A mortgage inspection is not a survey. It is merely a surveyor's opinion that the  buildings and major improvements appear to be located on the property described in the deed. Many lending institutions require this inspection to check for obvious problems with the parcel such as encroachments, zoning violations, and the need for flood insurance, but it does not determine whether the boundaries described in the deed are correct.

Why do a land survey?  If you are a homeowner that is going to do some building like a fence, garage, patio, pool, etc., without a survey you have no recourse if at a later date it is found that your fences intrude on a neighbor's land or if there are rights to easement by one of the service companies (this means that an electric, sewerage, or water company has access rights to your property to carry out maintenance and repair).

Consider an example where a property owner has built a garage over part of the access rights and service companies have then been known to remove the garage to carry out maintenance.

Most problems arise when improvements done to the property, such as patios, pools, driveways, garages, and building extensions, are either outside the building limits or eat into the neighboring property.
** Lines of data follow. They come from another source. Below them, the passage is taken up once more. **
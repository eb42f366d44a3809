//! YAML profile dictionaries.
//!
//! Profiles are nested sequences indexed `[latitude][longitude][energy]`. The
//! counts dictionary of the selected input provides the energy grid, the bin
//! centers, the signal and its standard deviation; the exposure dictionary
//! provides exposure, solid angle and bin widths; the total observed counts
//! come from the baseline data selection and are aligned on their trailing
//! `nE` entries.
//!
//! Axis problems (energy grid, latitude rows, deltaE) fail the whole dataset.
//! A malformed profile only affects its own spatial bin: the bin is kept with
//! the profiles as found, and its fit fails the length check.

use std::fs;
use std::path::Path;

use serde::Deserialize;
use serde::de::DeserializeOwned;

use crate::domain::{BinProfiles, Dataset, EnergyGrid, LowEnergyRange, SpatialBin, SpatialData};
use crate::error::{AppError, FitError};

/// Longitude width of the spatial bins (deg).
pub const DEFAULT_LON_WIDTH: f64 = 10.0;

/// Latitude width of each latitude row (deg).
pub const DEFAULT_LAT_WIDTHS: [f64; 15] = [
    10.0, 10.0, 10.0, 10.0, 10.0, 4.0, 4.0, 4.0, 4.0, 4.0, 10.0, 10.0, 10.0, 10.0, 10.0,
];

#[derive(Debug, Clone, PartialEq, Deserialize)]
pub struct CountsDictionary {
    #[serde(rename = "3) Center_of_lon_bins")]
    pub lon_centers: Vec<f64>,
    #[serde(rename = "4) Center_of_lat_bins")]
    pub lat_centers: Vec<f64>,
    #[serde(rename = "5) Energy_bins")]
    pub energies: Vec<f64>,
    #[serde(rename = "6) Differential_flux_profiles")]
    pub signal: Vec<Vec<Vec<f64>>>,
    #[serde(rename = "7) Standard_deviation_profiles")]
    pub std_dev: Vec<Vec<Vec<f64>>>,
}

#[derive(Debug, Clone, PartialEq, Deserialize)]
pub struct ExposureDictionary {
    #[serde(rename = "6) Exposure_profiles")]
    pub exposure: Vec<Vec<Vec<f64>>>,
    /// One solid angle per spatial bin, `[latitude][longitude]`.
    #[serde(rename = "7) dOmega_profiles")]
    pub solid_angle: Vec<Vec<f64>>,
    #[serde(rename = "8) deltaE")]
    pub delta_e: Vec<f64>,
}

/// Only the count profiles of the baseline data dictionary are used.
#[derive(Debug, Clone, PartialEq, Deserialize)]
pub struct TotalCountsDictionary {
    #[serde(rename = "6) Differential_flux_profiles")]
    pub total: Vec<Vec<Vec<f64>>>,
}

/// Parse a YAML file into `T`.
pub fn load_yaml<T: DeserializeOwned + 'static>(path: &Path) -> Result<T, AppError> {
    let text = fs::read_to_string(path)
        .map_err(|e| AppError::new(2, format!("Failed to read '{}': {e}", path.display())))?;
    serde_yml::from_str(&text).map_err(|e| AppError::new(2, format!("Invalid dictionary '{}': {e}", path.display())))
}

/// Bin geometry of the dataset.
#[derive(Debug, Clone, PartialEq)]
pub struct BinWidths {
    pub lon: f64,
    pub lat: Vec<f64>,
}

impl Default for BinWidths {
    fn default() -> Self {
        Self {
            lon: DEFAULT_LON_WIDTH,
            lat: DEFAULT_LAT_WIDTHS.to_vec(),
        }
    }
}

/// Profile of bin `(b, l)`; empty when missing.
fn profile(profiles: &[Vec<Vec<f64>>], b: usize, l: usize) -> &[f64] {
    profiles.get(b).and_then(|row| row.get(l)).map(Vec::as_slice).unwrap_or(&[])
}

/// Trailing `n` entries of `values`, or all of them when there are fewer.
fn tail(values: &[f64], n: usize) -> &[f64] {
    &values[values.len().saturating_sub(n)..]
}

/// Entries of `values` from `offset` on.
fn from_offset(values: &[f64], offset: usize) -> &[f64] {
    values.get(offset..).unwrap_or(&[])
}

/// Combine the three dictionaries into per-bin profiles.
///
/// `range` drops the leading exposure and deltaE bins that the counts
/// dictionary of that range does not cover.
pub fn assemble_dataset(
    counts: &CountsDictionary,
    exposure: &ExposureDictionary,
    totals: &TotalCountsDictionary,
    range: LowEnergyRange,
    widths: &BinWidths,
) -> Result<Dataset, FitError> {
    let grid = EnergyGrid::new(counts.energies.clone())?;
    let n_e = grid.len();
    let n_lat = counts.lat_centers.len();
    let n_lon = counts.lon_centers.len();
    let offset = range.bin_offset();

    if counts.signal.len() != n_lat {
        return Err(FitError::shape("latitude rows of the flux profiles", n_lat, counts.signal.len()));
    }
    if widths.lat.len() < n_lat {
        return Err(FitError::shape("latitude widths", n_lat, widths.lat.len()));
    }
    let delta_e = from_offset(&exposure.delta_e, offset);
    if delta_e.len() != n_e {
        return Err(FitError::shape("deltaE", n_e + offset, exposure.delta_e.len()));
    }

    let mut bins = Vec::with_capacity(n_lat * n_lon);
    for (b, &lat) in counts.lat_centers.iter().enumerate() {
        for (l, &lon) in counts.lon_centers.iter().enumerate() {
            let solid_angle = match exposure.solid_angle.get(b).and_then(|row| row.get(l)) {
                Some(&omega) => vec![omega; n_e],
                None => Vec::new(),
            };
            let data = SpatialData {
                bin: SpatialBin {
                    lat_index: b,
                    lon_index: l,
                    lon,
                    lat,
                    lon_half_width: widths.lon / 2.0,
                    lat_half_width: widths.lat[b] / 2.0,
                },
                profiles: BinProfiles {
                    signal: profile(&counts.signal, b, l).to_vec(),
                    std_dev: profile(&counts.std_dev, b, l).to_vec(),
                    total: tail(profile(&totals.total, b, l), n_e).to_vec(),
                    exposure: from_offset(profile(&exposure.exposure, b, l), offset).to_vec(),
                    solid_angle,
                    delta_e: delta_e.to_vec(),
                },
            };
            if let Err(e) = data.profiles.validate(n_e) {
                log::warn!("bin (b={b}, l={l}) (lon={lon}, lat={lat}) will be skipped: {e}");
            }
            bins.push(data);
        }
    }

    Ok(Dataset {
        grid,
        lon_centers: counts.lon_centers.clone(),
        lat_centers: counts.lat_centers.clone(),
        bins,
    })
}
//! Domain types used throughout the pipeline.
//!
//! This module defines:
//!
//! - run selectors (`ModelKind`, `DataClass`, `LowEnergyRange`, `InputSource`)
//! - input data (`EnergyGrid`, `SpatialBin`, `BinProfiles`, `Dataset`)
//! - fit configuration (`FitConfig`, `FamilyConfig`, `MinimizerConfig`)
//! - fit outputs (`FitResult`, `ParamEstimate`, `CutoffEnergy`, `FitWarning`)

pub mod types;

pub use types::*;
A land survey would define the dimensions of the lot and outline any improvements (garage, pool, patios, house, drive, etc.) and show whether they encroach upon a neighbor's property.

What is the cost of a boundary survey?  It depends on many variables, some of which can not be known until after the work has started. The size, terrain, vegetation, location, and season affect the charges and can usually be estimated fairly accurately.

Over time, land does shift slightly and monuments (items such as trees or rocks that were used in initial land survey) may no longer exist. The surveyor takes these things into consideration when working on the home and may even have to re-establish boundary lines.

CONSTRUCTION surveying or building surveying (otherwise known as "lay-out" or "setting-out") stake out reference points and markers that will guide the construction of new structures such as roads or buildings. These markers are usually staked out according to a suitable coordinate system selected for the project.
SUBDIVISION survey (commonly referred to as subdivision platting) is the process of splitting a tract of land into smaller parcels. This shows monumentation and survey data on a map in conformance with local subdivision ordinance. The subdivision ordinance gives standards for designating residential and commercial lots, roads (rights-of-way), parkland dedication, drainage and utility easements, and how city services will be extended to each lot. These standards are created to improve public health and safety. 

For simple single splits of property, "Plats of Survey" are made. On the other hand, "Preliminary" and "Final Plats" are produced for subdivisions, which show layouts and dimensions of lots, streets, alleys, common ground, etc.

Anyone who is developing a parcel of ground by splitting and conveying several parts to others for development, will need to begin this process with a licensed land surveyor.
The TOPOGRAPHIC survey includes two levels of information consisting of the planimetric detail, or the physical features on the site, and the relief, or the elevations of the site. The planimetric detail is usually represented by a scaled drawing illustrating the actual outline of the feature and the relief is usually illustrated by contour lines.